Cuba's meteorological agency reported that Irma struck overnight north of central Camaguey province, home to the country’s third-largest city, with winds so strong that they destroyed measurement instruments.
Hurricane-strength winds were later recorded in the northern half of Camaguey, the agency said. Irma was the first Category 5 hurricane to hit the province in 85 years, according to the state media. Damage was reported across the province, the station said: roofs torn off, trees downed and power disconnected.
“No one wants to leave the house, only silence is interrupted by gusts of wind and rain,” Yoani Sanchez, who runs a Havana-based digital news service, 14ymedio, tweeted in Spanish about the situation in Camaguey.
Sanchez posted photos of people crowding the streets of Havana to pray. She reported that supplies were running low.
“Having at least one candle is, at this time, the dream of thousands of Cubanos, but many cannot: the shortage is worsening,” she wrote.
Irma advanced from Camaguey into neighboring provinces with 16- to 23-foot waves along the coast. Even bigger waves and widespread flooding were expected today as the storm moves into coastal northern Cuba, including Havana, the agency said.

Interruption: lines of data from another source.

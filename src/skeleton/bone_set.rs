//! 骨骼集合
//!
//! 管理骨骼层次结构，并在构建时一次性完成：
//! - 引用检查（父骨骼、附加父骨骼、IK 目标与链接）
//! - 依赖排序（父骨骼、附加父骨骼、IK 链先于依赖者；同层按 (物理后, 层级, 索引) 优先）
//! - 子骨骼缓存与名称索引

use std::cmp::Reverse;
use std::collections::{BinaryHeap, HashMap};

use crate::{MmdError, Result};

use super::bone_link::BoneLink;

/// 求值阶段
#[derive(Clone, Copy, Debug, PartialEq, Eq, Hash)]
pub enum Phase {
    /// 物理前
    BeforePhysics,
    /// 物理后
    AfterPhysics,
}

/// 骨骼集合
#[derive(Clone, Debug)]
pub struct BoneSet {
    bones: Vec<BoneLink>,
    name_to_index: HashMap<String, usize>,
    /// 子骨骼缓存
    children: Vec<Vec<usize>>,
    /// 依赖顺序
    order: Vec<usize>,
    /// 每个骨骼所在阶段
    phases: Vec<Phase>,
    /// 每个骨骼直接依赖的骨骼
    dependencies: Vec<Vec<usize>>,
}

impl BoneSet {
    /// 构建并校验
    pub fn new(bones: Vec<BoneLink>) -> Result<Self> {
        let count = bones.len();
        let in_range = |i: i32| i >= 0 && (i as usize) < count;

        let mut name_to_index = HashMap::with_capacity(count);
        for (i, bone) in bones.iter().enumerate() {
            if bone.index != i {
                return Err(MmdError::Validation(format!(
                    "Bone '{}' has index {} but is stored at {}",
                    bone.name, bone.index, i
                )));
            }
            if !bone.position.is_finite() {
                return Err(MmdError::Validation(format!(
                    "Bone '{}' has a non-finite rest position",
                    bone.name
                )));
            }
            if bone.parent_index >= 0 && !in_range(bone.parent_index) {
                return Err(MmdError::Validation(format!(
                    "Bone '{}' references missing parent {}",
                    bone.name, bone.parent_index
                )));
            }
            if let Some(append) = &bone.append {
                if append.parent >= 0 && !in_range(append.parent) {
                    return Err(MmdError::Validation(format!(
                        "Bone '{}' references missing append parent {}",
                        bone.name, append.parent
                    )));
                }
            }
            if let Some(ik) = &bone.ik {
                if !in_range(ik.target_bone) {
                    return Err(MmdError::Validation(format!(
                        "IK bone '{}' references missing target {}",
                        bone.name, ik.target_bone
                    )));
                }
                if let Some(link) = ik.links.iter().find(|l| !in_range(l.bone_index)) {
                    return Err(MmdError::Validation(format!(
                        "IK bone '{}' references missing link {}",
                        bone.name, link.bone_index
                    )));
                }
            }
            // 同名骨骼保留第一个
            name_to_index.entry(bone.name.clone()).or_insert(i);
        }

        let mut children = vec![Vec::new(); count];
        let mut dependencies = vec![Vec::new(); count];
        for bone in &bones {
            let deps = &mut dependencies[bone.index];
            if let Some(parent) = bone.parent_id() {
                children[parent].push(bone.index);
                deps.push(parent);
            }
            if let Some(append) = bone.append_parent_id() {
                if append != bone.index {
                    deps.push(append);
                }
            }
            if let Some(ik) = &bone.ik {
                deps.push(ik.target_bone as usize);
                deps.extend(ik.links.iter().map(|l| l.bone_index as usize));
            }
            deps.sort_unstable();
            deps.dedup();
            deps.retain(|&d| d != bone.index);
        }

        let order = Self::sort_by_dependency(&bones, &dependencies)?;

        // 依赖物理后骨骼的骨骼同样放到物理后
        let mut phases = vec![Phase::BeforePhysics; count];
        for &i in &order {
            let after = bones[i].deform_after_physics()
                || dependencies[i].iter().any(|&d| phases[d] == Phase::AfterPhysics);
            if after {
                phases[i] = Phase::AfterPhysics;
            }
        }

        log::debug!("BoneSet 构建完成: {} 个骨骼", count);

        Ok(Self {
            bones,
            name_to_index,
            children,
            order,
            phases,
            dependencies,
        })
    }

    /// 带优先级的拓扑排序，检测环
    fn sort_by_dependency(bones: &[BoneLink], dependencies: &[Vec<usize>]) -> Result<Vec<usize>> {
        let count = bones.len();
        let mut pending = vec![0usize; count];
        let mut dependents = vec![Vec::new(); count];
        for (i, deps) in dependencies.iter().enumerate() {
            pending[i] = deps.len();
            for &d in deps {
                dependents[d].push(i);
            }
        }

        let key = |i: usize| Reverse((bones[i].deform_after_physics(), bones[i].layer, i));
        let mut ready: BinaryHeap<_> = (0..count).filter(|&i| pending[i] == 0).map(key).collect();
        let mut order = Vec::with_capacity(count);

        while let Some(Reverse((_, _, i))) = ready.pop() {
            order.push(i);
            for &next in &dependents[i] {
                pending[next] -= 1;
                if pending[next] == 0 {
                    ready.push(key(next));
                }
            }
        }

        if order.len() != count {
            let stuck: Vec<&str> = (0..count)
                .filter(|&i| pending[i] > 0)
                .map(|i| bones[i].name.as_str())
                .collect();
            return Err(MmdError::Validation(format!(
                "Cyclic bone dependency among: {}",
                stuck.join(", ")
            )));
        }
        Ok(order)
    }

    // ========================================
    // 访问器
    // ========================================

    #[inline]
    pub fn len(&self) -> usize {
        self.bones.len()
    }

    #[inline]
    pub fn is_empty(&self) -> bool {
        self.bones.is_empty()
    }

    #[inline]
    pub fn get(&self, index: usize) -> Option<&BoneLink> {
        self.bones.get(index)
    }

    #[inline]
    pub fn bones(&self) -> &[BoneLink] {
        &self.bones
    }

    pub fn iter(&self) -> impl Iterator<Item = &BoneLink> {
        self.bones.iter()
    }

    /// 根据名称查找骨骼
    #[inline]
    pub fn find_bone_by_name(&self, name: &str) -> Option<usize> {
        self.name_to_index.get(name).copied()
    }

    #[inline]
    pub fn children(&self, index: usize) -> &[usize] {
        &self.children[index]
    }

    /// 依赖顺序
    #[inline]
    pub fn order(&self) -> &[usize] {
        &self.order
    }

    #[inline]
    pub fn phase(&self, index: usize) -> Phase {
        self.phases[index]
    }

    /// 指定阶段的求值顺序
    pub fn phase_order(&self, phase: Phase) -> impl Iterator<Item = usize> + '_ {
        self.order.iter().copied().filter(move |&i| self.phases[i] == phase)
    }

    #[inline]
    pub fn dependencies(&self, index: usize) -> &[usize] {
        &self.dependencies[index]
    }

    /// 计算需要求值的骨骼集合
    ///
    /// 包含请求的骨骼及其全部依赖；启用 IK 时，链接涉及已选骨骼的 IK 骨骼也会加入。
    pub fn dependency_closure<S: AsRef<str>>(&self, names: &[S], include_ik: bool) -> Vec<bool> {
        let mut selected = vec![false; self.len()];
        let mut stack: Vec<usize> = names
            .iter()
            .filter_map(|n| self.find_bone_by_name(n.as_ref()))
            .collect();

        loop {
            while let Some(i) = stack.pop() {
                if selected[i] {
                    continue;
                }
                selected[i] = true;
                stack.extend(self.dependencies[i].iter().copied().filter(|&d| !selected[d]));
            }

            if !include_ik {
                break;
            }
            // IK 骨骼会修改链接骨骼，需要一并求值
            for bone in &self.bones {
                if selected[bone.index] {
                    continue;
                }
                if let Some(ik) = &bone.ik {
                    let touches = ik
                        .links
                        .iter()
                        .any(|l| selected[l.bone_index as usize])
                        || selected[ik.target_bone as usize];
                    if touches {
                        stack.push(bone.index);
                    }
                }
            }
            if stack.is_empty() {
                break;
            }
        }
        selected
    }

    /// 已求值骨骼中 `index` 的后代（按依赖顺序）
    pub fn descendants(&self, index: usize) -> Vec<usize> {
        let mut result = Vec::new();
        let mut stack = self.children[index].clone();
        while let Some(i) = stack.pop() {
            result.push(i);
            stack.extend_from_slice(&self.children[i]);
        }
        result
    }
}
//! MMD 物理世界管理器
//!
//! 以 rapier 作为刚体世界，流程与动画帧对齐：
//! 每帧 [sync_bodies → 固定步长 step × N → 速度钳制 → sync_bones]
//!
//! 物理在模型内部坐标系中运行，不做坐标转换。

use std::num::NonZeroUsize;

use glam::{DMat4, DVec3};
use rapier3d::math::{Real, Vector};
use rapier3d::prelude::*;

use crate::delta::BoneDeltas;
use crate::model::MmdModel;

use super::config::{get_config, PhysicsConfig};
use super::mmd_joint::build_joint;
use super::mmd_rigid_body::{
    build_collider, build_rigid_body, from_isometry, to_isometry, to_vector, PhysicsBody,
    RigidBodyMode,
};

/// 子步数计算时的取整容差
const STEP_TOLERANCE: f64 = 1e-4;

/// 物理桥：持有 rapier 世界，在骨骼与刚体之间同步
pub struct PhysicsBridge {
    pipeline: PhysicsPipeline,
    integration_parameters: IntegrationParameters,
    island_manager: IslandManager,
    broad_phase: DefaultBroadPhase,
    narrow_phase: NarrowPhase,
    rigid_body_set: RigidBodySet,
    collider_set: ColliderSet,
    impulse_joint_set: ImpulseJointSet,
    multibody_joint_set: MultibodyJointSet,
    ccd_solver: CCDSolver,

    bodies: Vec<PhysicsBody>,
    joint_count: usize,

    config: PhysicsConfig,
    gravity: Vector<Real>,
    fps: f64,
    max_sub_steps: u32,
    /// 未消耗的模拟时间（秒）
    accumulator: f64,
}

impl PhysicsBridge {
    /// 根据模型的刚体与关节构建物理世界（刚体位于静止姿势）
    pub fn new(model: &MmdModel) -> Self {
        let config = get_config();
        let bones = model.bones();

        let mut integration_parameters = IntegrationParameters::default();
        integration_parameters.dt = (1.0 / config.physics_fps) as Real;
        if let Some(iterations) = NonZeroUsize::new(config.solver_iterations) {
            integration_parameters.num_solver_iterations = iterations;
        }

        let mut rigid_body_set = RigidBodySet::new();
        let mut collider_set = ColliderSet::new();
        let mut impulse_joint_set = ImpulseJointSet::new();

        let mut bodies = Vec::with_capacity(model.rigid_bodies().len());
        for (def_index, def) in model.rigid_bodies().iter().enumerate() {
            let bone_index = def.bone_id().filter(|&i| i < bones.len());
            let bone_rest = bone_index
                .and_then(|i| bones.get(i))
                .map_or(DVec3::ZERO, |b| b.position);

            let rest = def.rest_matrix();
            let offset_matrix = match bone_index {
                Some(_) => DMat4::from_translation(-bone_rest) * rest,
                None => rest,
            };
            let initial_transform = to_isometry(&rest);

            let handle = rigid_body_set.insert(build_rigid_body(def, initial_transform, &config));
            let collider = collider_set.insert_with_parent(
                build_collider(def, &config),
                handle,
                &mut rigid_body_set,
            );

            bodies.push(PhysicsBody {
                def_index,
                bone_index,
                mode: def.mode,
                handle,
                collider,
                offset_matrix,
                inv_offset_matrix: offset_matrix.inverse(),
                initial_transform,
                bone_rest_position: bone_rest,
                follow_override: false,
            });
        }

        let mut joint_count = 0;
        if config.joints_enabled {
            for joint in model.joints() {
                let (Ok(a), Ok(b)) = (
                    usize::try_from(joint.rigid_body_a),
                    usize::try_from(joint.rigid_body_b),
                ) else {
                    continue;
                };
                if a == b {
                    log::warn!("Joint '{}' connects a rigid body to itself, skipped", joint.name);
                    continue;
                }
                let (Some(body_a), Some(body_b)) = (bodies.get(a), bodies.get(b)) else {
                    continue;
                };
                let rest_a = model.rigid_bodies()[body_a.def_index].rest_matrix();
                let rest_b = model.rigid_bodies()[body_b.def_index].rest_matrix();
                let generic = build_joint(joint, rest_a, rest_b, &config);
                impulse_joint_set.insert(body_a.handle, body_b.handle, generic, true);
                joint_count += 1;
            }
        }

        let count = |mode: RigidBodyMode| bodies.iter().filter(|b| b.mode == mode).count();
        log::info!(
            "Physics built for '{}': {} rigid bodies ({} follow + {} dynamic + {} dynamic-with-bone), {} joints",
            model.name,
            bodies.len(),
            count(RigidBodyMode::FollowBone),
            count(RigidBodyMode::Dynamic),
            count(RigidBodyMode::DynamicWithBonePosition),
            joint_count
        );

        Self {
            pipeline: PhysicsPipeline::new(),
            integration_parameters,
            island_manager: IslandManager::new(),
            broad_phase: DefaultBroadPhase::new(),
            narrow_phase: NarrowPhase::new(),
            rigid_body_set,
            collider_set,
            impulse_joint_set,
            multibody_joint_set: MultibodyJointSet::new(),
            ccd_solver: CCDSolver::new(),
            bodies,
            joint_count,
            gravity: Vector::new(0.0, config.gravity_y as Real, 0.0),
            fps: config.physics_fps,
            max_sub_steps: config.max_substep_count,
            config,
            accumulator: 0.0,
        }
    }

    /// 覆盖重力、物理 FPS 与最大子步数
    pub fn configure(&mut self, gravity: DVec3, fps: f64, max_sub_steps: u32) {
        self.gravity = to_vector(gravity);
        if fps > 0.0 {
            self.fps = fps;
            self.integration_parameters.dt = (1.0 / fps) as Real;
        }
        self.max_sub_steps = max_sub_steps.max(1);
    }

    #[inline]
    pub fn rigid_body_count(&self) -> usize {
        self.bodies.len()
    }

    #[inline]
    pub fn joint_count(&self) -> usize {
        self.joint_count
    }

    #[inline]
    pub fn bodies(&self) -> &[PhysicsBody] {
        &self.bodies
    }

    /// 刚体当前世界变换
    pub fn body_transform(&self, index: usize) -> Option<DMat4> {
        let body = self.bodies.get(index)?;
        let rb = self.rigid_body_set.get(body.handle)?;
        Some(from_isometry(rb.position()))
    }

    /// 本帧让关联到 `bone_index` 的动态刚体跟随骨骼
    pub fn set_bone_follow(&mut self, bone_index: usize, follow: bool) {
        for body in &mut self.bodies {
            if body.bone_index == Some(bone_index) {
                body.follow_override = follow;
            }
        }
    }

    /// 推进一帧
    ///
    /// 启用时按固定步长消耗累计时间，返回实际执行的子步数；
    /// 关闭时只同步刚体到骨骼姿势，不回写骨骼。
    pub fn step(&mut self, dt: f64, enabled: bool, deltas: &mut BoneDeltas) -> u32 {
        self.sync_bodies(deltas, !enabled);
        if !enabled {
            self.accumulator = 0.0;
            return 0;
        }

        let fixed_dt = 1.0 / self.fps;
        self.accumulator += dt.max(0.0);
        let needed = (self.accumulator / fixed_dt + STEP_TOLERANCE).floor() as u32;
        let steps = needed.min(self.max_sub_steps);
        if steps < needed {
            // 超出子步预算的时间直接丢弃
            self.accumulator = 0.0;
        } else {
            self.accumulator = (self.accumulator - steps as f64 * fixed_dt).max(0.0);
        }

        self.integration_parameters.dt = fixed_dt as Real;
        for _ in 0..steps {
            self.step_once();
        }
        self.clamp_velocities();
        self.sync_bones(deltas);

        if self.config.debug_log {
            log::debug!("Physics step: dt={:.4}, sub-steps={}, carry={:.4}", dt, steps, self.accumulator);
        }
        steps
    }

    /// 所有刚体回到当前骨骼姿势并清零速度
    pub fn reset(&mut self, deltas: &BoneDeltas) {
        self.accumulator = 0.0;
        for body in &self.bodies {
            let pose = body
                .bone_index
                .and_then(|i| deltas.global_matrix(i))
                .map_or(body.initial_transform, |global| body.body_transform(global));
            if let Some(rb) = self.rigid_body_set.get_mut(body.handle) {
                rb.set_position(pose, true);
                rb.set_linvel(Vector::zeros(), true);
                rb.set_angvel(Vector::zeros(), true);
                rb.reset_forces(true);
                rb.reset_torques(true);
            }
        }
    }

    // ========================================
    // 内部流程
    // ========================================

    /// 跟随骨骼的刚体移动到骨骼姿势；`teleport_all` 时动态刚体也瞬移并清零速度
    fn sync_bodies(&mut self, deltas: &BoneDeltas, teleport_all: bool) {
        for body in &self.bodies {
            let Some(global) = body.bone_index.and_then(|i| deltas.global_matrix(i)) else {
                continue;
            };
            let Some(rb) = self.rigid_body_set.get_mut(body.handle) else {
                continue;
            };
            let pose = body.body_transform(global);
            match body.mode {
                RigidBodyMode::FollowBone if teleport_all => rb.set_position(pose, true),
                RigidBodyMode::FollowBone => rb.set_next_kinematic_position(pose),
                _ if teleport_all || body.follow_override => {
                    rb.set_position(pose, true);
                    rb.set_linvel(Vector::zeros(), true);
                    rb.set_angvel(Vector::zeros(), true);
                }
                _ => {}
            }
        }
    }

    fn step_once(&mut self) {
        self.pipeline.step(
            &self.gravity,
            &self.integration_parameters,
            &mut self.island_manager,
            &mut self.broad_phase,
            &mut self.narrow_phase,
            &mut self.rigid_body_set,
            &mut self.collider_set,
            &mut self.impulse_joint_set,
            &mut self.multibody_joint_set,
            &mut self.ccd_solver,
            None,
            &(),
            &(),
        );
    }

    /// 限制刚体速度，防止物理爆炸
    fn clamp_velocities(&mut self) {
        let max_linear = self.config.max_linear_velocity as Real;
        let max_angular = self.config.max_angular_velocity as Real;
        for body in self.bodies.iter().filter(|b| b.is_simulated()) {
            let Some(rb) = self.rigid_body_set.get_mut(body.handle) else {
                continue;
            };
            let linvel = *rb.linvel();
            let speed = linvel.norm();
            if speed > max_linear {
                rb.set_linvel(linvel * (max_linear / speed), true);
            }
            let angvel = *rb.angvel();
            let speed = angvel.norm();
            if speed > max_angular {
                rb.set_angvel(angvel * (max_angular / speed), true);
            }
        }
    }

    /// 动态刚体的变换写回骨骼
    fn sync_bones(&self, deltas: &mut BoneDeltas) {
        for body in self.bodies.iter().filter(|b| b.is_simulated()) {
            let Some(bone_index) = body.bone_index else {
                continue;
            };
            let Some(rb) = self.rigid_body_set.get(body.handle) else {
                continue;
            };
            let Some(delta) = deltas.get_mut(bone_index) else {
                continue;
            };
            let pose = rb.position();
            let global = match body.mode {
                RigidBodyMode::DynamicWithBonePosition => {
                    body.bone_transform_rotation_only(pose, delta.global_position)
                }
                _ => body.bone_transform(pose),
            };
            delta.set_global(global, body.bone_rest_position);
            delta.physics_driven = true;
        }
    }
}

#[cfg(test)]
mod tests {
    use super::*;
    use crate::delta::BoneDelta;
    use crate::physics::{JointDef, RigidBodyDef, RigidBodyShape};
    use crate::skeleton::{BoneLink, BoneSet};

    /// 0: root（跟随），1: tail（动态，用关节挂在 root 下）
    fn model() -> MmdModel {
        let bones = BoneSet::new(vec![
            BoneLink::new("root", 0, DVec3::new(0.0, 10.0, 0.0)),
            BoneLink::new("tail", 1, DVec3::new(0.0, 8.0, 0.0)).with_parent(0),
        ])
        .unwrap();
        let bodies = vec![
            RigidBodyDef::new("root_rb", 0, RigidBodyMode::FollowBone)
                .with_shape(RigidBodyShape::Sphere, DVec3::new(0.5, 0.0, 0.0))
                .with_transform(DVec3::new(0.0, 10.0, 0.0), DVec3::ZERO)
                .with_group(0, 0),
            RigidBodyDef::new("tail_rb", 1, RigidBodyMode::Dynamic)
                .with_shape(RigidBodyShape::Capsule, DVec3::new(0.3, 1.0, 0.0))
                .with_transform(DVec3::new(0.0, 8.0, 0.0), DVec3::ZERO)
                .with_group(1, 0),
        ];
        let joints = vec![JointDef::new("tail_joint", 0, 1)
            .with_transform(DVec3::new(0.0, 9.0, 0.0), DVec3::ZERO)
            .with_angular_limits(DVec3::splat(-1.0), DVec3::splat(1.0))];
        MmdModel::new("tail", bones).with_physics(bodies, joints).unwrap()
    }

    fn rest_deltas(model: &MmdModel) -> BoneDeltas {
        let mut deltas = BoneDeltas::new(model.bones().len(), 0.0);
        for bone in model.bones().iter() {
            deltas.set(bone.index, BoneDelta::rest(bone.index, 0.0, bone.position));
        }
        deltas
    }

    #[test]
    fn test_build_counts() {
        let model = model();
        let bridge = PhysicsBridge::new(&model);
        assert_eq!(bridge.rigid_body_count(), 2);
        assert_eq!(bridge.joint_count(), 1);
    }

    #[test]
    fn test_fixed_step_accumulator() {
        let model = model();
        let mut bridge = PhysicsBridge::new(&model);
        let mut deltas = rest_deltas(&model);
        // 30 fps 动画驱动 60 Hz 物理：每帧两步
        assert_eq!(bridge.step(1.0 / 30.0, true, &mut deltas), 2);
        // 半个物理步累积到下一帧
        assert_eq!(bridge.step(1.0 / 120.0, true, &mut deltas), 0);
        assert_eq!(bridge.step(1.0 / 120.0, true, &mut deltas), 1);
        // 超过子步预算
        assert_eq!(bridge.step(1.0, true, &mut deltas), 5);
    }

    #[test]
    fn test_dynamic_body_writes_back() {
        let model = model();
        let mut bridge = PhysicsBridge::new(&model);
        let mut deltas = rest_deltas(&model);
        bridge.reset(&deltas);
        for _ in 0..10 {
            bridge.step(1.0 / 30.0, true, &mut deltas);
        }
        let tail = deltas.get(1).unwrap();
        assert!(tail.physics_driven);
        assert!(!deltas.get(0).unwrap().physics_driven);
        assert!(tail.global_position.is_finite());
    }

    #[test]
    fn test_disabled_physics_follows_bones() {
        let model = model();
        let mut bridge = PhysicsBridge::new(&model);
        let mut deltas = rest_deltas(&model);
        assert_eq!(bridge.step(1.0 / 30.0, false, &mut deltas), 0);
        assert!(!deltas.get(1).unwrap().physics_driven);
        let tail = bridge.body_transform(1).unwrap();
        assert!((tail.w_axis.truncate() - DVec3::new(0.0, 8.0, 0.0)).length() < 1e-5);
    }

    #[test]
    fn test_deterministic_steps() {
        let model = model();
        let run = || {
            let mut bridge = PhysicsBridge::new(&model);
            let mut deltas = rest_deltas(&model);
            for _ in 0..20 {
                bridge.step(1.0 / 30.0, true, &mut deltas);
            }
            deltas.get(1).unwrap().global_matrix
        };
        assert_eq!(run(), run());
    }
}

Irma's center approached the northern coastal resort town of Caibarién early Saturday with winds of 130 mph, the U.S. National Hurricane Center said.
Video posted online showed city streets and palm trees racked by sheets of rain and powerful winds, which knocked out power in the tourist town and flooded main streets and even inland homes with three to four feet of water.
The Cuban provinces of Holguin and Las Tunas remained under a hurricane watch advisory Saturday, while the capital and its surrounding area could be struck by tropical storm-force winds.
In Holgium, some families have taken shelter in caves to weather the storm.
“Initial reports have begun to arrive of damage caused by Hurricane Irma in Gibara, Holguín province,” reported the online state media outlet Granma, including, “four- to eight-meter high waves causing severe damage to Gibara’s seawall and covering roads with debris.”
Nersys Sarmiento, head of civil defense in the city, told Granma that more than half of Gibara’s 43,610 residents evacuated, mostly staying with friends and family. At least 900 sheltered in state institutions, including 300 in a military facility, he said.
Seawater poured into the local hospital, which had already been evacuated, while winds ripped off the roof of a school. Fifty-meter waves from the storm surge damaged more than a dozen homes, state media reported.